The eschatology here is clear. Paul is talking about the judgment here, when God will test our works. Some work will be like wood, hay, or straw. Such work will be burned up. Other work will be found like gold, silver, or precious stones. Such work will receive a reward. The ethic is clear as well. You want to gain a reward in that day. So build your life with works that will last.

The next reference to future events that I found comes in 1 Corinthians 4:5.

This verse comes in the context of Paul’s poor reputation among people, not because of his sin, but because of his devotion to Jesus. Some have called him a fool (1 Corinthians 4:10). Paul was OK with that, because, he wasn’t looking for the approval of men. Rather, he was looking for the approval of God.

1 Corinthians 4:5
Therefore do not pronounce judgment before the time, before the Lord comes, who will bring to light the things now hidden in darkness and will disclose the purposes of the heart. Then each one will receive his commendation from God.

I trust that you can see the eschatology in this verse. It’s the judgment when the Lord comes. At that time, everything will come out in the open. The ethic is to live in such a way that you will be commended by God on the day of judgment. Don’t worry about your reputation among others.

The next reference to the end times comes in 1 Corinthians 5:5.

This verse comes in the context of a sinful man in the church, who was co-habitating with his mother-in-law. Rather than sorrowing over this man’s sin, the church was boasting of their tolerance. Paul said, “that’s not good.” Paul's counsel to them is this:

1 Corinthians 5:5
you are to deliver this man to Satan for the destruction of the flesh, so that his spirit may be saved in the day of the Lord.

The eschatology is clear here. Paul is talking about “the day of the Lord.” The ethic here comes on several levels. First of all, there’s the ethic for the church. You cannot tolerate a professing believer in your congregation who is living in such sexual sin. So cast him out. The second level is for such a one living in such sin, you are in danger of the attacks of Satan upon your life!

The next verse is 1 Corinthians 6:1-3. In this passage, Paul is addressing the situation where believers in Christ are suing one another. Paul says, “This is wrong.” But notice the argument that Paul uses to explain why this is wrong.

1 Corinthians 6:1-3
When one of you has a grievance against another, does he dare go to law before the unrighteous instead of the saints? Or do you not know that the saints will judge the world? And if the world is to be judged by you, are you incompetent to try trivial cases? Do you not know that we are to judge angels? How much more, then, matters pertaining to this life!

The eschatology is clear, but confusing. In verse 2, Paul talks about how the saints will judge the world. In verse 3, Paul talks about how we will judge angels. This will take place in the future at some point. I don’t know what exactly it means that we will judge the world and the angels.

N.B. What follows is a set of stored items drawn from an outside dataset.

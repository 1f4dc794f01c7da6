//! Cell types and their properties.
//! Properties are queried via methods, not stored as flags,
//! so cell semantics are centralized here.

#[derive(Clone, Copy, PartialEq, Eq, Debug)]
pub enum Cell {
    Wall, // Solid, drillable
    Path, // Walkable corridor
}

impl Cell {
    /// Can an entity occupy this cell?
    pub fn is_passable(self) -> bool {
        matches!(self, Cell::Path)
    }

    /// Can a drill turn this cell into a corridor?
    pub fn is_drillable(self) -> bool {
        matches!(self, Cell::Wall)
    }

    /// Does this cell stop a pistol shot?
    pub fn blocks_shot(self) -> bool {
        matches!(self, Cell::Wall)
    }
}

impl Default for Cell {
    fn default() -> Self {
        Cell::Wall
    }
}
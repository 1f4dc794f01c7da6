//! Between-level shop. Prices come from `[shop]` in config.toml.

use crate::config::ShopConfig;
use crate::domain::entity::ItemKind;
use super::event::GameEvent;
use super::world::{Phase, WorldState};

pub fn price(shop: &ShopConfig, item: ItemKind) -> u32 {
    match item {
        ItemKind::Shield => shop.shield,
        ItemKind::Sword => shop.sword,
        ItemKind::Pistol => shop.pistol,
        ItemKind::Drill => shop.drill,
    }
}

/// Buy one item with score points. Only while the shop is open.
pub fn buy(world: &mut WorldState, item: ItemKind) -> Option<GameEvent> {
    if world.phase != Phase::LevelComplete { return None; }
    let cost = price(&world.config.shop, item);
    if world.score < cost { return None; }

    world.score -= cost;
    world.inventory.add(item);
    tracing::info!(?item, cost, score = world.score, "item bought");
    Some(GameEvent::ItemBought { item, price: cost })
}
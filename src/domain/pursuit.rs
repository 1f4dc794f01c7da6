//! Hunter AI: weighted shortest-path pursuit.
//!
//! Uniform-cost search (Dijkstra) over the 4-connected path graph. Stepping
//! into an ordinary corridor costs `STEP_COST`; stepping onto a cell in the
//! penalized set (uncollected letters) costs `STEP_COST + LETTER_PENALTY`,
//! unless that cell is the target. The hunter therefore walks around letters
//! when the detour is short, tramples them when it isn't, and can always
//! reach a player standing on one.
//!
//! Every queue entry carries the first step taken from `start`; the answer
//! is the first step recorded on the target's entry.
//!
//! Tie-break: among entries of equal cost the most recently pushed one pops
//! first, and neighbours are expanded up, down, left, right.

use std::cmp::Ordering;
use std::collections::{BinaryHeap, HashSet};

use super::maze::{Maze, Position};

pub const STEP_COST: u32 = 1;
pub const LETTER_PENALTY: u32 = 10;

#[derive(Clone, Copy, Debug, PartialEq, Eq)]
struct Entry {
    cost: u32,
    seq: u64,
    pos: Position,
    first: Option<Position>,
}

impl Ord for Entry {
    fn cmp(&self, other: &Self) -> Ordering {
        // BinaryHeap is a max-heap: lowest cost wins, then the newest push.
        other.cost.cmp(&self.cost).then_with(|| self.seq.cmp(&other.seq))
    }
}

impl PartialOrd for Entry {
    fn partial_cmp(&self, other: &Self) -> Option<Ordering> {
        Some(self.cmp(other))
    }
}

/// The cell the mover should occupy next on its way to `target`.
/// Returns `start` when already there or when no route exists.
pub fn next_step(maze: &Maze, start: Position, target: Position, penalized: &[Position]) -> Position {
    if start == target { return start; }
    if !maze.contains(start) { return start; }

    let penalized: HashSet<Position> = penalized.iter().copied().collect();
    let mut best = vec![vec![u32::MAX; maze.width()]; maze.height()];
    let mut heap = BinaryHeap::with_capacity(64);
    let mut seq = 0u64;

    best[start.y][start.x] = 0;
    heap.push(Entry { cost: 0, seq, pos: start, first: None });

    while let Some(Entry { cost, pos, first, .. }) = heap.pop() {
        if pos == target {
            return first.unwrap_or(start);
        }
        if cost > best[pos.y][pos.x] { continue; } // stale

        for next in maze.open_neighbors(pos) {
            let new_cost = cost + step_cost(next, target, &penalized);
            if new_cost < best[next.y][next.x] {
                best[next.y][next.x] = new_cost;
                seq += 1;
                heap.push(Entry {
                    cost: new_cost,
                    seq,
                    pos: next,
                    first: first.or(Some(next)),
                });
            }
        }
    }

    start
}

fn step_cost(into: Position, target: Position, penalized: &HashSet<Position>) -> u32 {
    if into != target && penalized.contains(&into) {
        STEP_COST + LETTER_PENALTY
    } else {
        STEP_COST
    }
}
//! Level sizing, hunter cadence and line-of-fire rules.
//!
//! Pure functions, no side effects. These encode "what is legal" and
//! "how big / how fast" without performing anything.
//!
//! ## Pistol Line of Fire
//!   same cell                      → NotAligned
//!   share neither row nor column   → NotAligned
//!   any wall strictly between      → Blocked
//!   otherwise                      → Clear
//!
//! ## Maze Growth
//! side = min(base + 2 * floor((level - 1) / 2), max)
//! → grows by two cells every two levels, capped.

use super::maze::{Maze, Position};

/// Outcome of a line-of-fire check between shooter and target.
#[derive(Clone, Copy, PartialEq, Eq, Debug)]
pub enum LineOfFire {
    Clear,
    Blocked,
    NotAligned,
}

/// Maze side length for a level (before odd normalization).
pub fn maze_side_for_level(level: u32, base: usize, max: usize) -> usize {
    let growth = (level.saturating_sub(1) / 2) as usize * 2;
    (base + growth).min(max)
}

/// Word length requested from the word source for a level: 5 to 8 letters.
pub fn word_length_for_level(level: u32) -> usize {
    (5 + (level / 2) as usize).min(8)
}

/// Milliseconds between hunter steps at a given speed multiplier.
pub fn enemy_interval_ms(speed: f64, base_ms: u64, min_ms: u64) -> u64 {
    let speed = if speed.is_finite() && speed > 0.0 { speed } else { 1.0 };
    let interval = (base_ms as f64 / speed).round() as u64;
    interval.max(min_ms)
}

/// Can a shot travel from `from` to `to` along a row or column?
/// Endpoints are not checked; only the cells strictly between them.
pub fn line_of_fire(maze: &Maze, from: Position, to: Position) -> LineOfFire {
    if from == to { return LineOfFire::NotAligned; }
    if from.x == to.x {
        let (lo, hi) = (from.y.min(to.y), from.y.max(to.y));
        let blocked = (lo + 1..hi).any(|y| maze.cell_at(Position::new(from.x, y)).blocks_shot());
        if blocked { LineOfFire::Blocked } else { LineOfFire::Clear }
    } else if from.y == to.y {
        let (lo, hi) = (from.x.min(to.x), from.x.max(to.x));
        let blocked = (lo + 1..hi).any(|x| maze.cell_at(Position::new(x, from.y)).blocks_shot());
        if blocked { LineOfFire::Blocked } else { LineOfFire::Clear }
    } else {
        LineOfFire::NotAligned
    }
}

But the ethic is super-clear. Christians ought not to be bringing other believers into the worldly courts. Instead, they should settle their disputes among one another, within the church. This passage shows clearly the point of my message this morning. Paul brings up the future to affect how we should live today. In this context it has to do with our disputes with others in the church. Our future role as judges has an implication on how we should deal with disputes today.

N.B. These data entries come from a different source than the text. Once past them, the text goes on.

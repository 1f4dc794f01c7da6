pub mod autopilot;
pub mod event;
pub mod game;
pub mod level;
pub mod schedule;
pub mod shop;
pub mod step;
pub mod words;
pub mod world;
//! Client core of the super-admin console: REST transport, session handling
//! and the collection sync controller driving the dashboard.

pub mod api;
pub mod config;
pub mod error;
pub mod listing;
pub mod resource;
pub mod session;
pub mod sync;

pub use api::ApiClient;
pub use config::{load_settings, Settings};
pub use error::{ClientError, ClientResult};
pub use resource::{CollectionKind, Companies, Mutation, Operation, Resource, Stores, Users};
pub use session::{
    AuthSession, FileSessionStore, MemorySessionStore, SessionStatus, SessionStore,
    StoredSession, TokenProvider,
};
pub use sync::{
    CompanyDetails, SyncController, SyncEvent, SyncOutcome, SyncSnapshot, SyncStatus,
};

#[cfg(test)]
#[path = "tests/mock_backend.rs"]
pub(crate) mod mock_backend;
use std::{
    fs,
    path::{Path, PathBuf},
    time::Duration,
};

use tracing::warn;

pub const SETTINGS_FILE: &str = "console.toml";

#[derive(Debug, Clone, PartialEq, Eq)]
pub struct Settings {
    pub api_base_url: String,
    pub request_timeout_secs: u64,
    pub session_file: Option<PathBuf>,
    pub page_size: usize,
}

impl Default for Settings {
    fn default() -> Self {
        Self {
            api_base_url: "http://127.0.0.1:8080/api".into(),
            request_timeout_secs: 15,
            session_file: None,
            page_size: 10,
        }
    }
}

impl Settings {
    pub fn request_timeout(&self) -> Duration {
        Duration::from_secs(self.request_timeout_secs.max(1))
    }
}

pub fn load_settings() -> Settings {
    let mut settings = Settings::default();
    apply_file_overrides(&mut settings, Path::new(SETTINGS_FILE));
    apply_env_overrides(&mut settings, |key| std::env::var(key).ok());
    settings
}

/// Layers a flat `key = value` TOML file over `settings`. A missing or
/// unparsable file leaves the settings untouched.
pub fn apply_file_overrides(settings: &mut Settings, path: &Path) {
    let Ok(raw) = fs::read_to_string(path) else {
        return;
    };
    let table = match raw.parse::<toml::Table>() {
        Ok(table) => table,
        Err(err) => {
            warn!("config: ignoring unparsable {}: {err}", path.display());
            return;
        }
    };

    if let Some(v) = table.get("api_base_url").and_then(|v| v.as_str()) {
        settings.api_base_url = v.to_string();
    }
    if let Some(v) = table.get("request_timeout_secs").and_then(|v| v.as_integer()) {
        if let Ok(v) = u64::try_from(v) {
            settings.request_timeout_secs = v;
        }
    }
    if let Some(v) = table.get("session_file").and_then(|v| v.as_str()) {
        settings.session_file = Some(PathBuf::from(v));
    }
    if let Some(v) = table.get("page_size").and_then(|v| v.as_integer()) {
        if let Ok(v) = usize::try_from(v) {
            if v > 0 {
                settings.page_size = v;
            }
        }
    }
}

pub fn apply_env_overrides<F>(settings: &mut Settings, lookup: F)
where
    F: Fn(&str) -> Option<String>,
{
    if let Some(v) = lookup("CONSOLE_API_URL") {
        settings.api_base_url = v;
    }
    if let Some(v) = lookup("APP__API_URL") {
        settings.api_base_url = v;
    }

    if let Some(v) = lookup("APP__REQUEST_TIMEOUT_SECS") {
        if let Ok(parsed) = v.parse::<u64>() {
            settings.request_timeout_secs = parsed;
        }
    }

    if let Some(v) = lookup("APP__SESSION_FILE") {
        settings.session_file = Some(PathBuf::from(v));
    }

    if let Some(v) = lookup("APP__PAGE_SIZE") {
        if let Ok(parsed) = v.parse::<usize>() {
            if parsed > 0 {
                settings.page_size = parsed;
            }
        }
    }
}

#[cfg(test)]
mod tests {
    use std::collections::HashMap;

    use super::*;

    fn env(pairs: &[(&str, &str)]) -> impl Fn(&str) -> Option<String> {
        let map: HashMap<String, String> = pairs
            .iter()
            .map(|(k, v)| (k.to_string(), v.to_string()))
            .collect();
        move |key| map.get(key).cloned()
    }

    #[test]
    fn file_values_override_defaults() {
        let dir = tempfile::tempdir().expect("tempdir");
        let path = dir.path().join("console.toml");
        fs::write(
            &path,
            "api_base_url = \"https://admin.example.com/api\"\nrequest_timeout_secs = 30\npage_size = 25\n",
        )
        .expect("write");

        let mut settings = Settings::default();
        apply_file_overrides(&mut settings, &path);

        assert_eq!(settings.api_base_url, "https://admin.example.com/api");
        assert_eq!(settings.request_timeout_secs, 30);
        assert_eq!(settings.page_size, 25);
        assert!(settings.session_file.is_none());
    }

    #[test]
    fn missing_or_broken_file_keeps_defaults() {
        let dir = tempfile::tempdir().expect("tempdir");
        let mut settings = Settings::default();
        apply_file_overrides(&mut settings, &dir.path().join("absent.toml"));
        assert_eq!(settings, Settings::default());

        let broken = dir.path().join("broken.toml");
        fs::write(&broken, "api_base_url = ").expect("write");
        apply_file_overrides(&mut settings, &broken);
        assert_eq!(settings, Settings::default());
    }

    #[test]
    fn prefixed_env_wins_over_plain_env() {
        let mut settings = Settings::default();
        apply_env_overrides(
            &mut settings,
            env(&[
                ("CONSOLE_API_URL", "http://plain/api"),
                ("APP__API_URL", "http://prefixed/api"),
                ("APP__SESSION_FILE", "/tmp/session.json"),
            ]),
        );
        assert_eq!(settings.api_base_url, "http://prefixed/api");
        assert_eq!(settings.session_file, Some(PathBuf::from("/tmp/session.json")));
    }

    #[test]
    fn invalid_numeric_env_values_are_ignored() {
        let mut settings = Settings::default();
        apply_env_overrides(
            &mut settings,
            env(&[
                ("APP__REQUEST_TIMEOUT_SECS", "soon"),
                ("APP__PAGE_SIZE", "0"),
            ]),
        );
        assert_eq!(settings.request_timeout_secs, 15);
        assert_eq!(settings.page_size, 10);
    }

    #[test]
    fn timeout_is_never_zero() {
        let settings = Settings {
            request_timeout_secs: 0,
            ..Settings::default()
        };
        assert_eq!(settings.request_timeout(), Duration::from_secs(1));
    }
}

The next passage I found in which Paul refers to future events comes in chapter 7, verses 25-31. This passage is a long one. We don’t need to be caught up in the details, only the application in light of the end times.

1 Corinthians 7:25-31
Now concerning the betrothed, I have no command from the Lord, but I give my judgment as one who by the Lord's mercy is trustworthy. I think that in view of the present distress it is good for a person to remain as he is. Are you bound to a wife? Do not seek to be free. Are you free from a wife? Do not seek a wife. But if you do marry, you have not sinned, and if a betrothed woman marries, she has not sinned. Yet those who marry will have worldly troubles, and I would spare you that. This is what I mean, brothers: the appointed time has grown very short. From now on, let those who have wives live as though they had none, and those who mourn as though they were not mourning, and those who rejoice as though they were not rejoicing, and those who buy as though they had no goods, and those who deal with the world as though they had no dealings with it. For the present form of this world is passing away.

The eschatology comes in verse 29, “the appointed time has grown very short.” It also comes in verse 31, “The present form of this world is passing away.” The end times is also coupled with the context of Paul's day. In his day, the persecution of believers was coming on strong. The ethic of this passage is to consider marriage carefully, because in marriage, you will bring on troubles in your life. There are enough troubles with the persecution, that marriage may not be so wise in those sorts of days. The events of the future has an implication on our consideration of marriage.

Our next passage comes in 1 Corinthians 11:26-27. The context of this passage is the Lord’s Supper that is celebrated in the church. We read this often.

1 Corinthians 11:26-27
For as often as you eat this bread and drink the cup, you proclaim the Lord's death until he comes. Whoever, therefore, eats the bread or drinks the cup of the Lord in an unworthy manner will be guilty concerning the body and blood of the Lord.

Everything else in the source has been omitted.